### [Task requirements]
Every entry should be repeated exactly as written.

### [Task input]
····················

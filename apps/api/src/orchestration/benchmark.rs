//! Benchmark mode: every applicable adapter on the same document, side by side.
//!
//! Adapters run concurrently on a `JoinSet`, each writing only its own slot, so the
//! report order is the priority order regardless of completion order. Dropping the
//! runner's future drops the `JoinSet`, which aborts whatever is still running.

use std::sync::Arc;
use std::time::Duration;

use chrono::{DateTime, Utc};
use serde::Serialize;
use tokio::task::JoinSet;
use tracing::{info, warn};
use uuid::Uuid;

use super::chain::{run_adapter, AdapterAttempt};
use super::orchestrator::OrchestrationError;
use crate::engine::ConfidenceWeights;
use crate::extraction::{AdapterRegistry, FailureKind};
use crate::models::{CandidateProfile, UploadedDocument};

/// Leading raw text shown per entry so adapters can be compared by eye.
const TEXT_PREVIEW_CHARS: usize = 200;

#[derive(Debug, Clone, Serialize)]
#[serde(rename_all = "camelCase")]
pub struct BenchmarkEntry {
    #[serde(flatten)]
    pub attempt: AdapterAttempt,
    /// 0.0 for failed attempts.
    pub confidence: f64,
    pub profile: Option<CandidateProfile>,
    pub text_preview: Option<String>,
}

impl From<AdapterAttempt> for BenchmarkEntry {
    fn from(attempt: AdapterAttempt) -> Self {
        Self {
            confidence: attempt.confidence().unwrap_or(0.0),
            profile: attempt.profile().cloned(),
            text_preview: attempt
                .raw_text()
                .map(|t| t.chars().take(TEXT_PREVIEW_CHARS).collect()),
            attempt,
        }
    }
}

#[derive(Debug, Clone, Serialize)]
#[serde(rename_all = "camelCase")]
pub struct BenchmarkReport {
    pub document_id: Uuid,
    pub filename: String,
    pub generated_at: DateTime<Utc>,
    /// Priority order, registration order on ties.
    pub entries: Vec<BenchmarkEntry>,
    pub best: Option<BenchmarkEntry>,
}

pub struct BenchmarkRunner {
    registry: Arc<AdapterRegistry>,
    timeout: Duration,
    weights: ConfidenceWeights,
}

impl BenchmarkRunner {
    pub fn new(registry: Arc<AdapterRegistry>, timeout: Duration, weights: ConfidenceWeights) -> Self {
        Self {
            registry,
            timeout,
            weights,
        }
    }

    pub async fn run(&self, doc: &UploadedDocument) -> Result<BenchmarkReport, OrchestrationError> {
        if doc.is_empty() {
            return Err(OrchestrationError::EmptyDocument);
        }
        let descriptors = self.registry.applicable(doc);
        if descriptors.is_empty() {
            return Err(OrchestrationError::UnsupportedType {
                filename: doc.filename.clone(),
                mime_type: doc.mime_type.clone(),
            });
        }

        let mut set = JoinSet::new();
        for (slot, descriptor) in descriptors.iter().cloned().enumerate() {
            let doc = doc.clone();
            let weights = self.weights.clone();
            let timeout = self.timeout;
            set.spawn(async move {
                let attempt = run_adapter(&descriptor, &doc, timeout, &weights).await;
                (slot, attempt)
            });
        }

        let mut slots: Vec<Option<AdapterAttempt>> = vec![None; descriptors.len()];
        while let Some(joined) = set.join_next().await {
            match joined {
                Ok((slot, attempt)) => slots[slot] = Some(attempt),
                Err(e) => warn!(filename = %doc.filename, error = %e, "benchmark task failed"),
            }
        }

        // A task that died without reporting still gets its row.
        let entries: Vec<BenchmarkEntry> = slots
            .into_iter()
            .zip(&descriptors)
            .map(|(attempt, descriptor)| {
                attempt.unwrap_or_else(|| {
                    AdapterAttempt::failed(
                        descriptor,
                        Duration::ZERO,
                        FailureKind::Internal,
                        "benchmark task did not complete",
                    )
                })
            })
            .map(BenchmarkEntry::from)
            .collect();

        let best = best_entry(&entries).cloned();
        info!(
            filename = %doc.filename,
            adapters = entries.len(),
            best = best.as_ref().map(|b| b.attempt.adapter).unwrap_or("none"),
            "benchmark complete"
        );

        Ok(BenchmarkReport {
            document_id: Uuid::new_v4(),
            filename: doc.filename.clone(),
            generated_at: Utc::now(),
            entries,
            best,
        })
    }
}

/// Highest confidence among successes. Entries are already in priority then
/// registration order, so the first maximum is the tie-break winner.
fn best_entry(entries: &[BenchmarkEntry]) -> Option<&BenchmarkEntry> {
    entries
        .iter()
        .filter(|e| e.profile.is_some())
        .fold(None, |best: Option<&BenchmarkEntry>, e| match best {
            Some(b) if b.confidence >= e.confidence => Some(b),
            _ => Some(e),
        })
}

····················

### [Problem solution]
filename apps/api/src/orchestration/benchmark.rs
//! Benchmark mode: every applicable adapter on the same document, side by side.
//!
//! Adapters run concurrently on a `JoinSet`, each writing only its own slot, so the
//! report order is the priority order regardless of completion order. Dropping the
//! runner's future drops the `JoinSet`, which aborts whatever is still running.

use std::sync::Arc;
use std::time::Duration;

use chrono::{DateTime, Utc};
use serde::Serialize;
use tokio::task::JoinSet;
use tracing::{info, warn};
use uuid::Uuid;

use super::chain::{run_adapter, AdapterAttempt};
use super::orchestrator::OrchestrationError;
use crate::engine::ConfidenceWeights;
use crate::extraction::{AdapterRegistry, FailureKind};
use crate::models::{CandidateProfile, UploadedDocument};

/// Leading raw text shown per entry so adapters can be compared by eye.
const TEXT_PREVIEW_CHARS: usize = 200;

#[derive(Debug, Clone, Serialize)]
#[serde(rename_all = "camelCase")]
pub struct BenchmarkEntry {
    #[serde(flatten)]
    pub attempt: AdapterAttempt,
    /// 0.0 for failed attempts.
    pub confidence: f64,
    pub profile: Option<CandidateProfile>,
    pub text_preview: Option<String>,
}

impl From<AdapterAttempt> for BenchmarkEntry {
    fn from(attempt: AdapterAttempt) -> Self {
        Self {
            confidence: attempt.confidence().unwrap_or(0.0),
            profile: attempt.profile().cloned(),
            text_preview: attempt
                .raw_text()
                .map(|t| t.chars().take(TEXT_PREVIEW_CHARS).collect()),
            attempt,
        }
    }
}

#[derive(Debug, Clone, Serialize)]
#[serde(rename_all = "camelCase")]
pub struct BenchmarkReport {
    pub document_id: Uuid,
    pub filename: String,
    pub generated_at: DateTime<Utc>,
    /// Priority order, registration order on ties.
    pub entries: Vec<BenchmarkEntry>,
    pub best: Option<BenchmarkEntry>,
}

pub struct BenchmarkRunner {
    registry: Arc<AdapterRegistry>,
    timeout: Duration,
    weights: ConfidenceWeights,
}

impl BenchmarkRunner {
    pub fn new(registry: Arc<AdapterRegistry>, timeout: Duration, weights: ConfidenceWeights) -> Self {
        Self {
            registry,
            timeout,
            weights,
        }
    }

    pub async fn run(&self, doc: &UploadedDocument) -> Result<BenchmarkReport, OrchestrationError> {
        if doc.is_empty() {
            return Err(OrchestrationError::EmptyDocument);
        }
        let descriptors = self.registry.applicable(doc);
        if descriptors.is_empty() {
            return Err(OrchestrationError::UnsupportedType {
                filename: doc.filename.clone(),
                mime_type: doc.mime_type.clone(),
            });
        }

        let mut set = JoinSet::new();
        for (slot, descriptor) in descriptors.iter().cloned().enumerate() {
            let doc = doc.clone();
            let weights = self.weights.clone();
            let timeout = self.timeout;
            set.spawn(async move {
                let attempt = run_adapter(&descriptor, &doc, timeout, &weights).await;
                (slot, attempt)
            });
        }

        let mut slots: Vec<Option<AdapterAttempt>> = vec![None; descriptors.len()];
        while let Some(joined) = set.join_next().await {
            match joined {
                Ok((slot, attempt)) => slots[slot] = Some(attempt),
                Err(e) => warn!(filename = %doc.filename, error = %e, "benchmark task failed"),
            }
        }

        // A task that died without reporting still gets its row.
        let entries: Vec<BenchmarkEntry> = slots
            .into_iter()
            .zip(&descriptors)
            .map(|(attempt, descriptor)| {
                attempt.unwrap_or_else(|| {
                    AdapterAttempt::failed(
                        descriptor,
                        Duration::ZERO,
                        FailureKind::Internal,
                        "benchmark task did not complete",
                    )
                })
            })
            .map(BenchmarkEntry::from)
            .collect();

        let best = best_entry(&entries).cloned();
        info!(
            filename = %doc.filename,
            adapters = entries.len(),
            best = best.as_ref().map(|b| b.attempt.adapter).unwrap_or("none"),
            "benchmark complete"
        );

        Ok(BenchmarkReport {
            document_id: Uuid::new_v4(),
            filename: doc.filename.clone(),
            generated_at: Utc::now(),
            entries,
            best,
        })
    }
}

/// Highest confidence among successes. Entries are already in priority then
/// registration order, so the first maximum is the tie-break winner.
fn best_entry(entries: &[BenchmarkEntry]) -> Option<&BenchmarkEntry> {
    entries
        .iter()
        .filter(|e| e.profile.is_some())
        .fold(None, |best: Option<&BenchmarkEntry>, e| match best {
            Some(b) if b.confidence >= e.confidence => Some(b),
            _ => Some(e),
        })
}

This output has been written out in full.